The general rule for acceptances by post is that they take effect when they are posted, rather than when they are communicated. The main reason for this rule is historical since it dates from a time when communication through the post was even slower and less reliable than it is today. Even now, there is some practical purpose for the rule, in that it is easier to prove that a letter has been posted than to prove that it has been received or brought to the attention of the offeror.

The postal rule which was laid down in Adams v Lindsell (1818) saw the court decide that a contract was concluded as soon as the acceptance was posted.

The postal rule was applied to the acceptance by telegram in Cowan v O’Connor (1888) where it was held that an acceptance came into effect when the telegram was placed with the post office.
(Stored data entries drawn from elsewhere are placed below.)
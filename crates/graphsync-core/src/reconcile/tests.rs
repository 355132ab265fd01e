use super::*;
use crate::{
    UUID_FIELD,
    error::ErrorClass,
    identity::IdentityCache,
    model::Schema,
    store::{ContextId, MemoryStore, MemoryView, ObjectStore},
    test_support::{fixture_store, record},
    value::Value,
};
use chrono::DateTime;
use rust_decimal::Decimal;
use serde_json::json;
use std::{str::FromStr, sync::Arc};

///
/// Pass
/// One open write context plus the identity cache of one reconciliation pass.
///

struct Pass {
    store: MemoryStore,
    schema: Arc<Schema>,
    ctx: ContextId,
    cache: IdentityCache,
    policy: ShapeMismatchPolicy,
}

impl Pass {
    fn new() -> Self {
        let mut store = fixture_store();
        let schema = Arc::clone(store.schema());
        let ctx = store
            .new_scoped_write_context()
            .expect("scoped context should open");

        Self {
            store,
            schema,
            ctx,
            cache: IdentityCache::new(),
            policy: ShapeMismatchPolicy::Skip,
        }
    }

    fn failing() -> Self {
        Self {
            policy: ShapeMismatchPolicy::Fail,
            ..Self::new()
        }
    }

    fn upsert(&mut self, entity: &str, value: JsonValue) -> Result<ObjectKey, InternalError> {
        let model = self
            .schema
            .entity(entity)
            .expect("fixture should register entity");
        let rec = record(value);
        let id = record_id(&rec).expect("test record should carry an id");
        let mut scope = self.store.scope(self.ctx)?;

        Reconciler::new(&mut scope, self.schema.as_ref(), &mut self.cache)
            .policy(self.policy)
            .upsert(model, &rec, id)
    }

    fn reconcile_scalars_and_to_one(
        &mut self,
        key: ObjectKey,
        value: JsonValue,
    ) -> Result<(), InternalError> {
        let rec = record(value);
        let mut scope = self.store.scope(self.ctx)?;

        Reconciler::new(&mut scope, self.schema.as_ref(), &mut self.cache)
            .policy(self.policy)
            .reconcile(key, &rec, None, false)
    }

    fn view(&self) -> MemoryView<'_> {
        self.store.view_at(self.ctx)
    }
}

#[test]
fn scalars_are_coerced_and_external_names_honoured() {
    let mut pass = Pass::new();
    let key = pass
        .upsert(
            "Contract",
            json!({ "id": 1, "value": 12.5, "startDate": 1_000, "startsOn": 99 }),
        )
        .expect("reconcile should succeed");

    let view = pass.view();
    assert_eq!(
        view.attribute(key, "value"),
        Some(&Value::Decimal(
            Decimal::from_str("12.5").expect("decimal literal should parse")
        ))
    );
    assert_eq!(
        view.attribute(key, "startsOn"),
        Some(&Value::Timestamp(
            DateTime::from_timestamp(1, 0).expect("timestamp should be in range")
        ))
    );
}

#[test]
fn missing_keys_leave_fields_untouched_and_mismatches_clear() {
    let mut pass = Pass::new();
    pass.upsert("Device", json!({ "id": 1, "name": "probe", "weight": 2.5 }))
        .expect("reconcile should succeed");
    let key = pass
        .upsert("Device", json!({ "id": 1, "weight": "heavy" }))
        .expect("reconcile should succeed");

    let view = pass.view();
    assert_eq!(view.attribute(key, "name"), Some(&Value::from("probe")));
    assert_eq!(view.attribute(key, "weight"), Some(&Value::Null));
}

#[test]
fn identity_field_is_never_overwritten_by_the_scalar_pass() {
    let mut pass = Pass::new();
    let key = pass
        .upsert("Device", json!({ "id": 3, "uuid": "dev-3" }))
        .expect("reconcile should succeed");

    let view = pass.view();
    assert_eq!(view.attribute(key, ID_FIELD), Some(&Value::Int(3)));
    assert_eq!(view.attribute(key, UUID_FIELD), Some(&Value::from("dev-3")));
}

#[test]
fn non_numeric_date_is_fatal() {
    let mut pass = Pass::new();
    let err = pass
        .upsert("Device", json!({ "id": 1, "created": "yesterday" }))
        .expect_err("string date should abort the pass");

    assert_eq!(err.class, ErrorClass::InvariantViolation);
    assert_eq!(err.origin, ErrorOrigin::Reconcile);
}

#[test]
fn reference_only_records_touch_identity_only() {
    let mut pass = Pass::new();
    let key = pass
        .upsert("DeviceType", json!({ "id": 4, "name": "sensor" }))
        .expect("reconcile should succeed");
    let again = pass
        .upsert(
            "DeviceType",
            json!({ "id": 4, "name": "stub", "referenceOnly": true }),
        )
        .expect("reconcile should succeed");

    assert_eq!(key, again);
    assert_eq!(pass.view().attribute(key, "name"), Some(&Value::from("sensor")));
}

#[test]
fn nested_reference_only_links_without_copying() {
    let mut pass = Pass::new();
    let device_type = pass
        .upsert("DeviceType", json!({ "id": 4, "name": "sensor" }))
        .expect("reconcile should succeed");
    let device = pass
        .upsert(
            "Device",
            json!({ "id": 1, "type": { "id": 4, "name": "stub", "referenceOnly": true } }),
        )
        .expect("reconcile should succeed");

    let view = pass.view();
    assert_eq!(view.to_one(device, "type"), Some(device_type));
    assert_eq!(view.attribute(device_type, "name"), Some(&Value::from("sensor")));
}

#[test]
fn to_many_is_replaced_not_merged() {
    let mut pass = Pass::new();
    pass.upsert(
        "Organization",
        json!({ "id": 1, "contracts": [{ "id": 10 }, { "id": 11 }] }),
    )
    .expect("reconcile should succeed");
    let org = pass
        .upsert(
            "Organization",
            json!({ "id": 1, "contracts": [{ "id": 12 }] }),
        )
        .expect("reconcile should succeed");

    let view = pass.view();
    let ids: Vec<_> = view
        .to_many(org, "contracts")
        .into_iter()
        .filter_map(|c| view.attribute(c, ID_FIELD).and_then(Value::as_int))
        .collect();
    assert_eq!(ids, [12]);
}

#[test]
fn inverse_of_parent_edge_is_not_descended() {
    let mut pass = Pass::new();
    let device = pass
        .upsert(
            "Device",
            json!({
                "id": 1,
                "name": "probe",
                "type": {
                    "id": 2,
                    "name": "sensor",
                    "devices": [{ "id": 1, "name": "overwritten" }]
                }
            }),
        )
        .expect("reconcile should terminate");

    let view = pass.view();
    let device_type = view.to_one(device, "type").expect("type should be linked");
    assert_eq!(view.attribute(device, "name"), Some(&Value::from("probe")));
    assert_eq!(view.attribute(device_type, "name"), Some(&Value::from("sensor")));
    assert_eq!(view.to_many(device_type, "devices"), [device]);
}

#[test]
fn self_referencing_hierarchy_terminates() {
    let mut pass = Pass::new();
    let child = pass
        .upsert(
            "Device",
            json!({
                "id": 2,
                "parent": { "id": 1, "name": "rack", "children": [{ "id": 2 }] }
            }),
        )
        .expect("reconcile should terminate");

    let view = pass.view();
    let parent = view.to_one(child, "parent").expect("parent should be linked");
    assert_eq!(view.to_many(parent, "children"), [child]);
}

#[test]
fn skipping_to_many_applies_to_nested_records_too() {
    let mut pass = Pass::new();
    let device = pass
        .upsert(
            "Device",
            json!({
                "id": 1,
                "children": [{ "id": 3 }],
                "type": { "id": 2, "attributes": [{ "id": 7 }] }
            }),
        )
        .expect("seed should reconcile");

    pass.reconcile_scalars_and_to_one(
        device,
        json!({
            "id": 1,
            "name": "probe",
            "children": [{ "id": 4 }, { "id": 5 }],
            "type": { "id": 2, "name": "sensor", "attributes": [] }
        }),
    )
    .expect("reconcile should succeed");

    let view = pass.view();
    let device_type = view.to_one(device, "type").expect("type should stay linked");
    assert_eq!(view.attribute(device, "name"), Some(&Value::from("probe")));
    assert_eq!(view.attribute(device_type, "name"), Some(&Value::from("sensor")));
    assert_eq!(view.to_many(device, "children").len(), 1);
    assert_eq!(view.to_many(device_type, "attributes").len(), 1);
}

#[test]
fn to_one_missing_or_null_or_without_id_clears() {
    let mut pass = Pass::new();
    let device = pass
        .upsert("Device", json!({ "id": 1, "type": { "id": 2 } }))
        .expect("reconcile should succeed");
    assert!(pass.view().to_one(device, "type").is_some());

    pass.upsert("Device", json!({ "id": 1 }))
        .expect("reconcile should succeed");
    assert!(pass.view().to_one(device, "type").is_none());

    pass.upsert("Device", json!({ "id": 1, "type": { "id": 2 } }))
        .expect("reconcile should succeed");
    pass.upsert("Device", json!({ "id": 1, "type": null }))
        .expect("reconcile should succeed");
    assert!(pass.view().to_one(device, "type").is_none());

    pass.upsert("Device", json!({ "id": 1, "type": { "name": "anonymous" } }))
        .expect("reconcile should succeed");
    assert!(pass.view().to_one(device, "type").is_none());
}

#[test]
fn no_identity_to_one_reuses_current_target() {
    let mut pass = Pass::new();
    let device = pass
        .upsert("Device", json!({ "id": 1, "location": { "latitude": 1.0 } }))
        .expect("reconcile should succeed");
    let first = pass
        .view()
        .to_one(device, "location")
        .expect("location should be created");

    pass.upsert("Device", json!({ "id": 1, "location": { "latitude": 2.0 } }))
        .expect("reconcile should succeed");

    let view = pass.view();
    assert_eq!(view.to_one(device, "location"), Some(first));
    assert_eq!(view.attribute(first, "latitude"), Some(&Value::Float64(2.0)));
    assert!(
        view.attribute(first, UUID_FIELD)
            .and_then(Value::as_text)
            .is_some()
    );
}

#[test]
fn to_many_elements_follow_identity_policy() {
    let mut pass = Pass::new();
    let device = pass
        .upsert(
            "Device",
            json!({
                "id": 1,
                "readings": [{ "value": 1.5 }, { "value": 2.5 }],
                "children": [{ "id": 2 }, { "name": "no id" }]
            }),
        )
        .expect("reconcile should succeed");

    let view = pass.view();
    assert_eq!(view.to_many(device, "readings").len(), 2);
    assert_eq!(view.to_many(device, "children").len(), 1);
}

#[test]
fn ignored_relationships_are_left_alone() {
    let mut pass = Pass::new();
    let user = pass
        .upsert("User", json!({ "id": 7 }))
        .expect("reconcile should succeed");
    let device = pass
        .upsert("Device", json!({ "id": 1 }))
        .expect("reconcile should succeed");
    pass.store
        .scope(pass.ctx)
        .expect("scope should open")
        .set_to_one(device, "owner", Some(user))
        .expect("link should succeed");

    pass.upsert("Device", json!({ "id": 1, "owner": { "id": 8 } }))
        .expect("reconcile should succeed");

    assert_eq!(pass.view().to_one(device, "owner"), Some(user));
}

#[test]
fn abstract_destination_resolves_existing_subtype() {
    let mut pass = Pass::new();
    let attribute = pass
        .upsert("DeviceAttribute", json!({ "id": 5, "unit": "kg" }))
        .expect("reconcile should succeed");
    let link = pass
        .upsert(
            "DeviceTypeAttribute",
            json!({ "id": 1, "attribute": { "id": 5, "name": "mass" } }),
        )
        .expect("reconcile should succeed");

    let view = pass.view();
    assert_eq!(view.to_one(link, "attribute"), Some(attribute));
    // recursion uses the object's concrete type
    assert_eq!(view.attribute(attribute, "name"), Some(&Value::from("mass")));
    assert_eq!(view.attribute(attribute, "unit"), Some(&Value::from("kg")));
}

#[test]
fn shape_mismatch_policy_skips_or_fails() {
    let mut pass = Pass::new();
    let org = pass
        .upsert("Organization", json!({ "id": 1, "contracts": [{ "id": 10 }] }))
        .expect("reconcile should succeed");
    pass.upsert("Organization", json!({ "id": 1, "contracts": { "id": 11 } }))
        .expect("mismatch should be skipped");
    assert_eq!(pass.view().to_many(org, "contracts").len(), 1);

    let mut pass = Pass::failing();
    let err = pass
        .upsert("Organization", json!({ "id": 1, "contracts": { "id": 11 } }))
        .expect_err("mismatch should fail");
    assert_eq!(err.class, ErrorClass::InvariantViolation);

    let err = pass
        .upsert("Device", json!({ "id": 1, "type": [{ "id": 2 }] }))
        .expect_err("mismatch should fail");
    assert!(err.message.contains("Device.type"));
}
Application of the postal rule

  • The letter must be posted. This means a letter is in the control of the post office.
  • Use of postal service must be reasonable. Only when it is reasonable to use the post to indicate acceptance can the postal rule apply.
  • Manifest inconvenience and absurdity.

Effect of the postal rule

The postal rule has three main practical consequences:

  1. A postal acceptance can take effect when it is posted, even if it gets lost in the post and never reaches the offeror.
  2. Where an acceptance is posted after the offeree posts a revocation of the offer, but before that revocation has been received, the acceptance will be binding (posted acceptances take effect on posting, and posted revocations take effect on communication).
  3. The contract is completed at the time of posting, so it has priority over any other contract concerning the same subject matter which was made after the original acceptance was posted but before it had reached the offeror.

Exceptions to the postal rule

  • Offers requiring communication of acceptance. An offeror may avoid the postal rule by making it a term of their offer that acceptance will only take effect when it is communicated to them.
  • Instant methods of communication. When an acceptance is made by an instant mode of communication, such as telephone or telex, the postal rule does not apply.
  • Misdirected acceptance. Where a letter of acceptance is lost or delayed because the offeree has wrongly or incompletely addressed it through their own carelessness, it seems reasonable that the postal rule should not apply, although there is no precise authority to this effect.

Withdrawal of postal acceptance

Where the postal rule applies, it seems unlikely that an offeree could revoke a postal acceptance by phone or some other instant means of communication before it arrives. The Scottish case of Dunmore v Alexander (1830) does appear to be such revocation, though the court’s views were only obiter on this point.